Fixing a vulnerability or quality issue directly from Datadog
You can push a code change to fix an issue found by Code Analysis directly from a result in Datadog in two ways.
Opening a pull request
If your GitHub app’s Pull Requests permission is set to Read & Write, one-click remediation is enabled for all Static Analysis findings with an available suggested fix. For more information about setting up the GitHub integration, see GitHub Pull Requests.
Follow these steps to fix a vulnerability and open a pull request:
- View a specific result in Code Analysis.
- Click Fix Violation in the side panel of the result.
- Select Open a Pull Request.
- Enter a pull request title and commit message.
- Click Create PR.
Committing directly to the current branch
You can also fix a vulnerability by committing directly to the branch the result was found on.
To commit a suggested fix:
- View a specific result in Code Analysis.

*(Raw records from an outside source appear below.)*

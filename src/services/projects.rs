use std::sync::Arc;

use chrono::Utc;
use log::{info, warn};
use serde_json::Value;
use uuid::Uuid;

use crate::database::Store;
use crate::error::AppError;
use crate::models::projects::{NewProject, NewProjectView, Project, ProjectChanges, UpdateProjectView};
use crate::services::blobs::BlobStore;
use crate::services::models::is_known_model;
use crate::services::ownership::assert_project_access;

const MAX_NAME_CHARS: usize = 120;
const MAX_SYSTEM_PROMPT_CHARS: usize = 20_000;
const MAX_MODEL_CHARS: usize = 200;

pub struct ProjectService {
    store: Arc<dyn Store>,
    blobs: Arc<dyn BlobStore>,
}

impl ProjectService {
    pub fn new(store: Arc<dyn Store>, blobs: Arc<dyn BlobStore>) -> Self {
        Self { store, blobs }
    }

    pub async fn create_project(&self, user_id: Uuid, view: NewProjectView) -> Result<Project, AppError> {
        validate_name(&view.name)?;
        if let Some(prompt) = &view.system_prompt {
            validate_system_prompt(prompt)?;
        }
        if let Some(model) = &view.model {
            validate_model(model)?;
        }
        if let Some(params) = &view.params {
            validate_params(params)?;
        }

        let now = Utc::now();
        let project = self
            .store
            .insert_project(NewProject {
                id: Uuid::new_v4(),
                user_id,
                name: view.name,
                system_prompt: view.system_prompt,
                model: view.model,
                params: view.params,
                created_at: now,
                updated_at: now,
            })
            .await?;
        info!("Created project {} for user {}", project.id, user_id);
        Ok(project)
    }

    pub async fn list_projects(&self, user_id: Uuid) -> Result<Vec<Project>, AppError> {
        Ok(self.store.list_projects(user_id).await?)
    }

    pub async fn get_project(&self, user_id: Uuid, project_id: Uuid) -> Result<Project, AppError> {
        assert_project_access(self.store.as_ref(), user_id, project_id).await
    }

    pub async fn update_project(
        &self,
        user_id: Uuid,
        project_id: Uuid,
        view: UpdateProjectView,
    ) -> Result<Project, AppError> {
        assert_project_access(self.store.as_ref(), user_id, project_id).await?;

        if let Some(name) = &view.name {
            validate_name(name)?;
        }
        if let Some(Some(prompt)) = &view.system_prompt {
            validate_system_prompt(prompt)?;
        }
        if let Some(Some(model)) = &view.model {
            validate_model(model)?;
        }
        if let Some(Some(params)) = &view.params {
            validate_params(params)?;
        }

        let changes = ProjectChanges {
            name: view.name,
            system_prompt: view.system_prompt,
            model: view.model,
            params: view.params,
            updated_at: Some(Utc::now()),
        };
        self.store
            .update_project(project_id, changes)
            .await?
            .ok_or(AppError::NotFound("project_not_found"))
    }

    /// Deletes the project with its chats and files. Blob cleanup is best
    /// effort: a blob that cannot be removed is logged and left behind.
    pub async fn delete_project(&self, user_id: Uuid, project_id: Uuid) -> Result<(), AppError> {
        assert_project_access(self.store.as_ref(), user_id, project_id).await?;
        let files = self.store.delete_project(project_id).await?;
        for file in &files {
            if let Err(e) = self.blobs.remove(&file.storage_locator).await {
                warn!("Failed to remove blob for file {} of project {}: {e}", file.id, project_id);
            }
        }
        info!("Deleted project {} ({} files)", project_id, files.len());
        Ok(())
    }
}

fn invalid(detail: impl Into<String>) -> AppError {
    AppError::bad_request("invalid_project", detail)
}

fn validate_name(name: &str) -> Result<(), AppError> {
    let chars = name.chars().count();
    if name.trim().is_empty() || chars > MAX_NAME_CHARS {
        return Err(invalid(format!("name must be 1 to {MAX_NAME_CHARS} characters")));
    }
    Ok(())
}

fn validate_system_prompt(prompt: &str) -> Result<(), AppError> {
    if prompt.chars().count() > MAX_SYSTEM_PROMPT_CHARS {
        return Err(invalid(format!(
            "system_prompt must be at most {MAX_SYSTEM_PROMPT_CHARS} characters"
        )));
    }
    Ok(())
}

fn validate_model(model: &str) -> Result<(), AppError> {
    if model.chars().count() > MAX_MODEL_CHARS {
        return Err(invalid(format!("model must be at most {MAX_MODEL_CHARS} characters")));
    }
    if !is_known_model(model) {
        return Err(AppError::invalid_model(model));
    }
    Ok(())
}

fn validate_params(params: &Value) -> Result<(), AppError> {
    if !params.is_object() {
        return Err(invalid("params must be a JSON object"));
    }
    Ok(())
}

#[cfg(test)]
mod tests {
    use super::*;
    use crate::database::MemoryStore;
    use crate::models::files::NewFileRecord;
    use crate::services::blobs::LocalBlobStore;
    use serde_json::json;

    fn view(name: &str) -> NewProjectView {
        NewProjectView {
            name: name.into(),
            system_prompt: None,
            model: None,
            params: None,
        }
    }

    fn service(dir: &tempfile::TempDir) -> (Arc<MemoryStore>, Arc<LocalBlobStore>, ProjectService) {
        let store = Arc::new(MemoryStore::new());
        let blobs = Arc::new(LocalBlobStore::new(dir.path()));
        let svc = ProjectService::new(store.clone(), blobs.clone());
        (store, blobs, svc)
    }

    #[tokio::test]
    async fn create_validates_input() {
        let dir = tempfile::tempdir().unwrap();
        let (_, _, svc) = service(&dir);
        let user = Uuid::new_v4();

        let cases = [
            (view(""), "invalid_project"),
            (view(&"n".repeat(121)), "invalid_project"),
            (
                NewProjectView { model: Some("acme/unknown".into()), ..view("ok") },
                "invalid_model",
            ),
            (
                NewProjectView { params: Some(json!([1, 2])), ..view("ok") },
                "invalid_project",
            ),
            (
                NewProjectView { system_prompt: Some("p".repeat(20_001)), ..view("ok") },
                "invalid_project",
            ),
        ];
        for (input, code) in cases {
            assert_eq!(svc.create_project(user, input).await.unwrap_err().code(), code);
        }

        let project = svc
            .create_project(
                user,
                NewProjectView {
                    model: Some("openai/gpt-5-nano".into()),
                    params: Some(json!({"temperature": 0.2})),
                    ..view(&"n".repeat(120))
                },
            )
            .await
            .unwrap();
        assert_eq!(project.model.as_deref(), Some("openai/gpt-5-nano"));
    }

    #[tokio::test]
    async fn update_clears_and_sets_fields() {
        let dir = tempfile::tempdir().unwrap();
        let (_, _, svc) = service(&dir);
        let user = Uuid::new_v4();
        let project = svc
            .create_project(
                user,
                NewProjectView { system_prompt: Some("old".into()), ..view("p") },
            )
            .await
            .unwrap();

        let updated = svc
            .update_project(
                user,
                project.id,
                UpdateProjectView {
                    name: Some("renamed".into()),
                    system_prompt: Some(None),
                    ..Default::default()
                },
            )
            .await
            .unwrap();
        assert_eq!(updated.name, "renamed");
        assert_eq!(updated.system_prompt, None);

        let err = svc
            .update_project(
                user,
                project.id,
                UpdateProjectView { model: Some(Some("nope".into())), ..Default::default() },
            )
            .await
            .unwrap_err();
        assert_eq!(err.code(), "invalid_model");
    }

    #[tokio::test]
    async fn foreign_project_is_forbidden() {
        let dir = tempfile::tempdir().unwrap();
        let (_, _, svc) = service(&dir);
        let owner = Uuid::new_v4();
        let project = svc.create_project(owner, view("mine")).await.unwrap();

        let err = svc.get_project(Uuid::new_v4(), project.id).await.unwrap_err();
        assert_eq!(err.code(), "forbidden");
        let err = svc.delete_project(owner, Uuid::new_v4()).await.unwrap_err();
        assert_eq!(err.code(), "project_not_found");
        assert!(svc.list_projects(Uuid::new_v4()).await.unwrap().is_empty());
    }

    #[tokio::test]
    async fn delete_removes_blobs() {
        let dir = tempfile::tempdir().unwrap();
        let (store, blobs, svc) = service(&dir);
        let user = Uuid::new_v4();
        let project = svc.create_project(user, view("p")).await.unwrap();
        let locator = blobs.put(b"data").await.unwrap();
        store
            .insert_file(NewFileRecord {
                id: Uuid::new_v4(),
                project_id: project.id,
                user_id: user,
                name: "a.txt".into(),
                mime: "text/plain".into(),
                size: 4,
                storage_locator: locator.clone(),
                created_at: Utc::now(),
            })
            .await
            .unwrap();

        svc.delete_project(user, project.id).await.unwrap();
        assert!(blobs.get(&locator).await.is_err());
        assert!(store.find_project(project.id).await.unwrap().is_none());
    }
}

- Click Fix Violation in the side panel of the result.
- Click Commit to current branch.
Customizing your configuration
To customize which Static Analysis rules are configured in your repositories, see the Setup documentation.
Reporting false positives
If you believe a specific violation is a false positive, you can flag it as a false positive with a reason for flagging, which sends a report to Datadog. Submissions are reviewed on a regular basis to improve ruleset quality over time.